Speaking of things reduced to their essence, an organic search listing is not just a keyword and a position on a page, it is often a customer’s first impression of your brand. Off-the-bat, high search rankings generate instant brand equity. If Google trusts you enough to rank your website towards the top of the first results page, the thinking goes, you must be a big player, even if you’re not. That appearance of authority, and the trust it engenders, is frankly as good as any bylined article.

But you can’t rely on the power of the position alone. What you communicate in your listing matters. Although it is tempting to focus entirely on increasing clickthrough rate, which is a ranking signal, the messaging must remain true to the brand.

Though it may feel like no one reads anymore—scan and click—we cannot stress enough how important this is. Not only do you risk attracting the wrong people to your website, you risk alienating your actual target market. For high-traffic searches, you should put as much thought into the copy as you would into a high-traffic billboard, to both entice action from the user and announce what your brand stands for.

2. SEO, Ally of Consumer Research

Nowhere else on the Web (let alone over the phone or in person) are people more transparent about their needs than in search. When no one’s looking over their shoulder, they search what they want—search practically anything that enters their head—and they do so in the words with which they feel most comfortable. An SEO expert’s job is to sift through the search data to learn what consumers in their market need and how they talk about those needs.

Want to offer a new service? Unsure whether you’re messaging your lowest-performing offering effectively? Ask your SEO expert. They can comb through data from search engines (both searches you receive traffic from and those you don’t), review search results pages, even parse site search data (what users search for within your website), all to uncover the mind of your target market. Nuggets they might uncover include: “when people search x, they’re actually looking for y,” or “people are very interested in z, and it looks like no one else offers that.”

This is especially necessary when it comes to content marketing. Content is best when it addresses a common question or desire people have, and the only way to learn the questions and desires of your consumers is to hear it from their mouths. Reviewing search data lets you do so, while also being cheap, fast, and drawing upon the largest sample size available.

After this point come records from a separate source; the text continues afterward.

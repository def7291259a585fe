//! Sample catalog loader.
//!
//! Reads question threads and knowledge-hub articles from YAML. The
//! built-in catalog is compiled into the binary; `from_path` loads an
//! operator-supplied file with the same layout.

use serde::Deserialize;
use std::path::Path;
use thiserror::Error;

use crate::domain::catalog::Article;
use crate::domain::foundation::{AnswerId, DomainError, QuestionId, Timestamp, UserId};
use crate::domain::qna::{Answer, Author, Privacy, QnaError, Question, QuestionThread};
use crate::domain::voting::{UserVote, VoteTally};

const BUILTIN_CATALOG: &str = include_str!("sample_catalog.yaml");

/// Errors raised while loading a catalog.
#[derive(Debug, Error)]
pub enum SeedError {
    #[error("failed to read catalog file: {0}")]
    Io(#[from] std::io::Error),

    #[error("failed to parse catalog: {0}")]
    Parse(#[from] serde_yaml::Error),

    #[error("invalid catalog entry: {0}")]
    Invalid(String),
}

impl From<DomainError> for SeedError {
    fn from(err: DomainError) -> Self {
        SeedError::Invalid(err.to_string())
    }
}

impl From<QnaError> for SeedError {
    fn from(err: QnaError) -> Self {
        SeedError::Invalid(err.message())
    }
}

/// Question threads and articles ready to load into adapters.
#[derive(Debug, Clone)]
pub struct SampleCatalog {
    pub threads: Vec<QuestionThread>,
    pub articles: Vec<Article>,
}

impl SampleCatalog {
    /// The catalog shipped with the crate.
    pub fn builtin() -> Result<Self, SeedError> {
        Self::from_yaml_str(BUILTIN_CATALOG)
    }

    pub fn from_yaml_str(yaml: &str) -> Result<Self, SeedError> {
        let raw: RawCatalog = serde_yaml::from_str(yaml)?;
        raw.into_catalog(&Timestamp::now())
    }

    pub async fn from_path(path: impl AsRef<Path>) -> Result<Self, SeedError> {
        let yaml = tokio::fs::read_to_string(path.as_ref()).await?;
        Self::from_yaml_str(&yaml)
    }

    pub fn thread(&self, id: &QuestionId) -> Option<&QuestionThread> {
        self.threads.iter().find(|t| t.id() == id)
    }
}

// ─────────────────────────────────────────────────────────────────────────────
// File layout
// ─────────────────────────────────────────────────────────────────────────────

#[derive(Debug, Deserialize)]
struct RawCatalog {
    #[serde(default)]
    questions: Vec<RawQuestion>,
    #[serde(default)]
    articles: Vec<Article>,
}

#[derive(Debug, Deserialize)]
struct RawQuestion {
    id: QuestionId,
    author_id: UserId,
    author: Author,
    title: String,
    #[serde(default)]
    description: String,
    #[serde(default)]
    tags: Vec<String>,
    #[serde(default)]
    privacy: Privacy,
    #[serde(default)]
    votes: i64,
    #[serde(default)]
    user_vote: UserVote,
    #[serde(default)]
    answer_count: u32,
    #[serde(default)]
    views: u32,
    #[serde(default)]
    followers: u32,
    #[serde(default)]
    following: bool,
    #[serde(default)]
    asked_minutes_ago: i64,
    #[serde(default)]
    answers: Vec<RawAnswer>,
}

#[derive(Debug, Deserialize)]
struct RawAnswer {
    id: AnswerId,
    author: Author,
    content: String,
    #[serde(default)]
    votes: i64,
    #[serde(default)]
    user_vote: UserVote,
    #[serde(default)]
    accepted: bool,
    #[serde(default)]
    comments: u32,
    #[serde(default)]
    answered_minutes_ago: i64,
}

impl RawCatalog {
    fn into_catalog(self, now: &Timestamp) -> Result<SampleCatalog, SeedError> {
        let threads = self
            .questions
            .into_iter()
            .map(|q| q.into_thread(now))
            .collect::<Result<Vec<_>, _>>()?;

        Ok(SampleCatalog {
            threads,
            articles: self.articles,
        })
    }
}

impl RawQuestion {
    fn into_thread(self, now: &Timestamp) -> Result<QuestionThread, SeedError> {
        let question_id = self.id;
        let question = Question::new(
            question_id,
            self.author_id,
            self.author,
            self.title,
            self.description,
            self.tags,
            self.privacy,
        )?
        .with_counters(
            VoteTally::new(self.votes, self.user_vote),
            self.answer_count,
            self.views,
            self.followers,
        )
        .followed(self.following)
        .with_created_at(now.minus_minutes(self.asked_minutes_ago));

        let answers = self
            .answers
            .into_iter()
            .map(|a| {
                Ok(Answer::new(a.id, question_id, a.author, a.content)?
                    .with_counters(VoteTally::new(a.votes, a.user_vote), a.comments)
                    .accepted(a.accepted)
                    .with_created_at(now.minus_minutes(a.answered_minutes_ago)))
            })
            .collect::<Result<Vec<_>, DomainError>>()?;

        Ok(QuestionThread::from_parts(question, answers)?)
    }
}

3. SEO, Marketing Multiplier

Interested in exploring some media outreach, maybe some bylined articles? Or perhaps you’re doing a big push around a conference, with sponsorships and swag? With marketing of this sort, which can be pricy and produce little immediately visible results, every little victory matters. Using SEO, you can multiply the benefits of the campaign. If the former, a backlink from a high-authority media source with properly optimized anchor text can do wonders for your organic rank in search and create a new traffic stream to your website. If the latter, you can build up some pre-event visibility by creating content that helps attendees prep for the event.

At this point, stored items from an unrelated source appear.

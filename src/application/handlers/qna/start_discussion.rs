//! StartDiscussionHandler - Command handler for the forum's new-post form.

use std::sync::Arc;

use crate::domain::drafts::NewPostDraft;
use crate::domain::foundation::{CommandMetadata, DiscussionId, EventEnvelope, EventId, Timestamp};
use crate::domain::qna::{DiscussionStarted, QnaError};
use crate::ports::EventPublisher;

/// Result of a posted discussion.
#[derive(Debug, Clone)]
pub struct StartDiscussionResult {
    pub discussion_id: DiscussionId,
    pub event: DiscussionStarted,
}

/// Handler for new forum posts.
///
/// Forum threads are not stored on the board; the post is logged and
/// published. The draft is restored if publishing fails.
pub struct StartDiscussionHandler {
    event_publisher: Arc<dyn EventPublisher>,
}

impl StartDiscussionHandler {
    pub fn new(event_publisher: Arc<dyn EventPublisher>) -> Self {
        Self { event_publisher }
    }

    pub async fn handle(
        &self,
        draft: &mut NewPostDraft,
        metadata: CommandMetadata,
    ) -> Result<StartDiscussionResult, QnaError> {
        let snapshot = draft.clone();
        let post = draft.submit()?;

        let discussion_id = DiscussionId::new();
        tracing::info!(
            discussion_id = %discussion_id,
            author = %metadata.user_id,
            title = %post.title,
            "discussion posted"
        );

        let event = DiscussionStarted {
            event_id: EventId::new(),
            discussion_id,
            author_id: metadata.user_id.clone(),
            title: post.title,
            content: post.content,
            started_at: Timestamp::now(),
        };
        let envelope = metadata.stamp(EventEnvelope::from_event(&event)?);
        if let Err(err) = self.event_publisher.publish(envelope).await {
            tracing::warn!(error = %err, "discussion not published, restoring draft");
            *draft = snapshot;
            return Err(err.into());
        }

        Ok(StartDiscussionResult {
            discussion_id,
            event,
        })
    }
}

#[cfg(test)]
mod tests {
    use super::super::test_support::{metadata, RecordingPublisher};
    use super::*;
    use crate::domain::drafts::DraftStatus;
    use crate::domain::foundation::ErrorCode;

    fn open_draft(title: &str, content: &str) -> NewPostDraft {
        let mut draft = NewPostDraft::new();
        draft.toggle();
        draft.set_title(title).unwrap();
        draft.set_content(content).unwrap();
        draft
    }

    #[tokio::test]
    async fn posts_trimmed_discussion_and_clears_form() {
        let publisher = Arc::new(RecordingPublisher::new());
        let mut draft = open_draft(
            "  Community rain garden workday ",
            " Looking for volunteers in the Eastside watershed. ",
        );

        let result = StartDiscussionHandler::new(publisher.clone())
            .handle(&mut draft, metadata("sarah-chen"))
            .await
            .unwrap();

        assert_eq!(result.event.title, "Community rain garden workday");
        assert_eq!(result.event.content, "Looking for volunteers in the Eastside watershed.");
        assert_eq!(draft, NewPostDraft::new());

        let events = publisher.events();
        assert_eq!(publisher.event_types(), vec!["qna.discussion_started.v1"]);
        assert_eq!(events[0].aggregate_id, result.discussion_id.to_string());
        assert_eq!(events[0].metadata.user_id.as_deref(), Some("sarah-chen"));
    }

    #[tokio::test]
    async fn blank_title_publishes_nothing() {
        let publisher = Arc::new(RecordingPublisher::new());
        let mut draft = open_draft("   ", "Body text");

        let err = StartDiscussionHandler::new(publisher.clone())
            .handle(&mut draft, metadata("sarah-chen"))
            .await
            .unwrap_err();

        assert_eq!(err.code(), ErrorCode::ValidationFailed);
        assert!(draft.is_open());
        assert_eq!(draft.content(), "Body text");
        assert!(publisher.events().is_empty());
    }

    #[tokio::test]
    async fn blank_content_publishes_nothing() {
        let publisher = Arc::new(RecordingPublisher::new());
        let mut draft = open_draft("Greywater reuse rules", "");

        let err = StartDiscussionHandler::new(publisher.clone())
            .handle(&mut draft, metadata("sarah-chen"))
            .await
            .unwrap_err();

        assert_eq!(err.code(), ErrorCode::ValidationFailed);
        assert_eq!(draft.title(), "Greywater reuse rules");
        assert!(publisher.events().is_empty());
    }

    #[tokio::test]
    async fn hidden_form_is_invalid_state() {
        let publisher = Arc::new(RecordingPublisher::new());
        let mut draft = NewPostDraft::new();

        let err = StartDiscussionHandler::new(publisher)
            .handle(&mut draft, metadata("sarah-chen"))
            .await
            .unwrap_err();

        assert_eq!(err.code(), ErrorCode::InvalidStateTransition);
    }

    #[tokio::test]
    async fn publish_failure_restores_draft() {
        let mut draft = open_draft("Well testing co-op", "Splitting lab costs with neighbours.");
        let snapshot = draft.clone();

        let result = StartDiscussionHandler::new(Arc::new(RecordingPublisher::failing()))
            .handle(&mut draft, metadata("sarah-chen"))
            .await;

        assert!(result.is_err());
        assert_eq!(draft, snapshot);
        assert_eq!(draft.status(), DraftStatus::Open);
    }
}
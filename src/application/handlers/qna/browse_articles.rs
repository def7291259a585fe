//! BrowseArticlesHandler - Query handler for the knowledge hub.

use std::sync::Arc;

use crate::domain::catalog::{filter_articles, Article, TopicCategory};

/// Query for hub articles, optionally limited to a category.
#[derive(Debug, Clone, Default)]
pub struct BrowseArticlesQuery {
    pub category: Option<TopicCategory>,
    pub search: String,
    pub featured_only: bool,
}

/// Handler for browsing articles. The article list is read-only.
pub struct BrowseArticlesHandler {
    articles: Arc<Vec<Article>>,
}

impl BrowseArticlesHandler {
    pub fn new(articles: Arc<Vec<Article>>) -> Self {
        Self { articles }
    }

    pub fn handle(&self, query: &BrowseArticlesQuery) -> Vec<Article> {
        filter_articles(&self.articles, query.category, &query.search)
            .into_iter()
            .filter(|a| !query.featured_only || a.featured)
            .cloned()
            .collect()
    }
}
//! CastVoteHandler - Command handler for voting on questions and answers.

use std::sync::Arc;

use crate::domain::foundation::{CommandMetadata, EventEnvelope, EventId, Timestamp};
use crate::domain::qna::{QnaError, QuestionThread, VoteCast};
use crate::domain::voting::{Votable, VotableItem, VoteDirection, VoteTally};
use crate::ports::{CommunityBackend, EventPublisher, QuestionRepository};

/// Command to press an up or down arrow.
#[derive(Debug, Clone)]
pub struct CastVoteCommand {
    pub item: VotableItem,
    pub direction: VoteDirection,
}

/// Result of a confirmed vote.
#[derive(Debug, Clone)]
pub struct CastVoteResult {
    /// Backend-confirmed tally.
    pub tally: VoteTally,
    pub event: VoteCast,
}

/// Handler for vote presses.
///
/// With optimistic updates on, the new tally is saved before the backend
/// is called and rolled back if the call fails.
pub struct CastVoteHandler {
    repository: Arc<dyn QuestionRepository>,
    backend: Arc<dyn CommunityBackend>,
    event_publisher: Arc<dyn EventPublisher>,
    optimistic: bool,
}

impl CastVoteHandler {
    pub fn new(
        repository: Arc<dyn QuestionRepository>,
        backend: Arc<dyn CommunityBackend>,
        event_publisher: Arc<dyn EventPublisher>,
    ) -> Self {
        Self {
            repository,
            backend,
            event_publisher,
            optimistic: true,
        }
    }

    pub fn with_optimistic_updates(mut self, optimistic: bool) -> Self {
        self.optimistic = optimistic;
        self
    }

    pub async fn handle(
        &self,
        cmd: CastVoteCommand,
        metadata: CommandMetadata,
    ) -> Result<CastVoteResult, QnaError> {
        // 1. Load the thread holding the item
        let mut thread = load_thread_for(self.repository.as_ref(), cmd.item).await?;

        // 2. Apply the press locally
        let previous = thread.votable_mut(cmd.item)?.tally();
        let next = previous.applied(cmd.direction);
        if self.optimistic {
            thread.votable_mut(cmd.item)?.set_tally(next);
            self.repository.save_thread(&thread).await?;
        }

        // 3. Confirm with the backend, reverting on failure
        let vote_count = match self.backend.submit_vote(cmd.item, next.user_vote).await {
            Ok(count) => count,
            Err(err) => {
                tracing::warn!(item = %cmd.item, error = %err, "vote rejected, reverting");
                if self.optimistic {
                    thread.votable_mut(cmd.item)?.set_tally(previous);
                    self.repository.save_thread(&thread).await?;
                }
                return Err(err.into());
            }
        };

        // 4. Reconcile with the authoritative count
        let confirmed = next.reconcile(vote_count);
        thread.votable_mut(cmd.item)?.set_tally(confirmed);
        self.repository.save_thread(&thread).await?;

        tracing::info!(
            item = %cmd.item,
            vote = confirmed.user_vote.as_str(),
            vote_count = confirmed.count,
            "vote cast"
        );

        // 5. Publish event
        let event = VoteCast {
            event_id: EventId::new(),
            question_id: *thread.id(),
            item: cmd.item,
            vote: confirmed.user_vote,
            vote_count: confirmed.count,
            cast_at: Timestamp::now(),
        };
        let envelope = metadata.stamp(EventEnvelope::from_event(&event)?);
        self.event_publisher.publish(envelope).await?;

        Ok(CastVoteResult {
            tally: confirmed,
            event,
        })
    }
}

/// Finds the thread that owns a votable item.
pub(crate) async fn load_thread_for(
    repository: &dyn QuestionRepository,
    item: VotableItem,
) -> Result<QuestionThread, QnaError> {
    match item {
        VotableItem::Question(id) => repository
            .find_thread(&id)
            .await?
            .ok_or_else(|| QnaError::question_not_found(id)),
        VotableItem::Answer(id) => repository
            .find_thread_by_answer(&id)
            .await?
            .ok_or_else(|| QnaError::answer_not_found(id)),
    }
}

Or perhaps you’re starting a large advertising campaign? Talk to your SEO expert about how to set up your website to capture the people following up on the ad they’ve seen. We ask questions like: What will they search if they’ve forgotten the name of your brand? Or the name of the offering? Do you have a page set-up to capture those prospects? Or should you plan a complementary campaign of content marketing to capture users searching more general terms who may have also seen your ad (increasing the likelihood they click and convert)?

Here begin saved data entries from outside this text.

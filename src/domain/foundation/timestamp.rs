//! Timestamp value object for immutable points in time.

use chrono::{DateTime, Duration, Utc};
use serde::{Deserialize, Serialize};

/// Immutable point in time, always UTC.
#[derive(Debug, Clone, Copy, PartialEq, Eq, PartialOrd, Ord, Serialize, Deserialize)]
#[serde(transparent)]
pub struct Timestamp(DateTime<Utc>);

impl Timestamp {
    /// Creates a timestamp for the current moment.
    pub fn now() -> Self {
        Self(Utc::now())
    }

    /// Creates a timestamp from a DateTime<Utc>.
    pub fn from_datetime(dt: DateTime<Utc>) -> Self {
        Self(dt)
    }

    /// Returns the inner DateTime.
    pub fn as_datetime(&self) -> &DateTime<Utc> {
        &self.0
    }

    /// Checks if this timestamp is before another.
    pub fn is_before(&self, other: &Timestamp) -> bool {
        self.0 < other.0
    }

    /// Returns the duration from another timestamp to this one.
    ///
    /// Returns negative duration if other is after self.
    pub fn duration_since(&self, other: &Timestamp) -> Duration {
        self.0.signed_duration_since(other.0)
    }

    /// Creates a new timestamp by subtracting the specified number of minutes.
    pub fn minus_minutes(&self, minutes: i64) -> Self {
        Self(self.0 - Duration::minutes(minutes))
    }

    /// Human-readable age relative to `now`, as shown on cards ("2 hours ago").
    pub fn relative_to(&self, now: &Timestamp) -> String {
        let elapsed = now.duration_since(self);
        if elapsed.num_minutes() < 1 {
            return "just now".to_string();
        }

        let (value, unit) = if elapsed.num_hours() < 1 {
            (elapsed.num_minutes(), "minute")
        } else if elapsed.num_days() < 1 {
            (elapsed.num_hours(), "hour")
        } else if elapsed.num_weeks() < 1 {
            (elapsed.num_days(), "day")
        } else {
            (elapsed.num_weeks(), "week")
        };

        if value == 1 {
            format!("1 {} ago", unit)
        } else {
            format!("{} {}s ago", value, unit)
        }
    }
}

impl Default for Timestamp {
    fn default() -> Self {
        Self::now()
    }
}

#[cfg(test)]
mod tests {
    use super::*;
    use chrono::Datelike;

    fn fixed() -> Timestamp {
        let dt = DateTime::parse_from_rfc3339("2024-01-15T10:30:00Z")
            .unwrap()
            .with_timezone(&Utc);
        Timestamp::from_datetime(dt)
    }

    #[test]
    fn timestamp_now_creates_current_time() {
        let before = Utc::now();
        let ts = Timestamp::now();
        let after = Utc::now();

        assert!(ts.as_datetime() >= &before);
        assert!(ts.as_datetime() <= &after);
    }

    #[test]
    fn timestamp_deserializes_from_json() {
        let json = "\"2024-01-15T10:30:00Z\"";
        let ts: Timestamp = serde_json::from_str(json).unwrap();

        assert_eq!(ts.as_datetime().year(), 2024);
    }

    #[test]
    fn minus_minutes_is_before() {
        let now = fixed();
        assert!(now.minus_minutes(5).is_before(&now));
    }

    #[test]
    fn relative_to_formats_each_unit() {
        let now = fixed();
        assert_eq!(now.relative_to(&now), "just now");
        assert_eq!(now.minus_minutes(1).relative_to(&now), "1 minute ago");
        assert_eq!(now.minus_minutes(45).relative_to(&now), "45 minutes ago");
        assert_eq!(now.minus_minutes(120).relative_to(&now), "2 hours ago");
        assert_eq!(now.minus_minutes(60 * 24).relative_to(&now), "1 day ago");
        assert_eq!(now.minus_minutes(60 * 24 * 15).relative_to(&now), "2 weeks ago");
    }
}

If you don’t treat SEO as a silo, you can extract more value from the rest of your marketing efforts.

All of which is especially true for the multiplicative effect of SEO on the value of your website. In fact, there’s so much to say about the SEO – Website relationship, although we wrote it out, we couldn’t fit it in this article. If you would like to read more, enter your information below.


Conclusion

Of course, even if you’ve read it a thousand times it bears repeating, ranking well in organic search for search terms relevant to your business is an absolute game-changer for your business. Only don’t lose sight of all the other amazing benefits SEO can provide.

Oh and, before we wrap things, might as well mention that if search traffic matters to you, you shouldn’t expect to get by without search advertising. Where there are ads above organic listings, your brand needs to compete for ad real estate at least some of the time, and even then, not necessarily for the top.

This ensures visibility to all users (esp. those who don’t scroll) and increases total traffic from that search term (paid + organic). It gives you much richer data to work with for guiding your search engine optimization. It even improves the ROI on your SEO; the eye is drawn to the familiar and even a quick ad impression can increase the likelihood of the user choosing your organic listing below.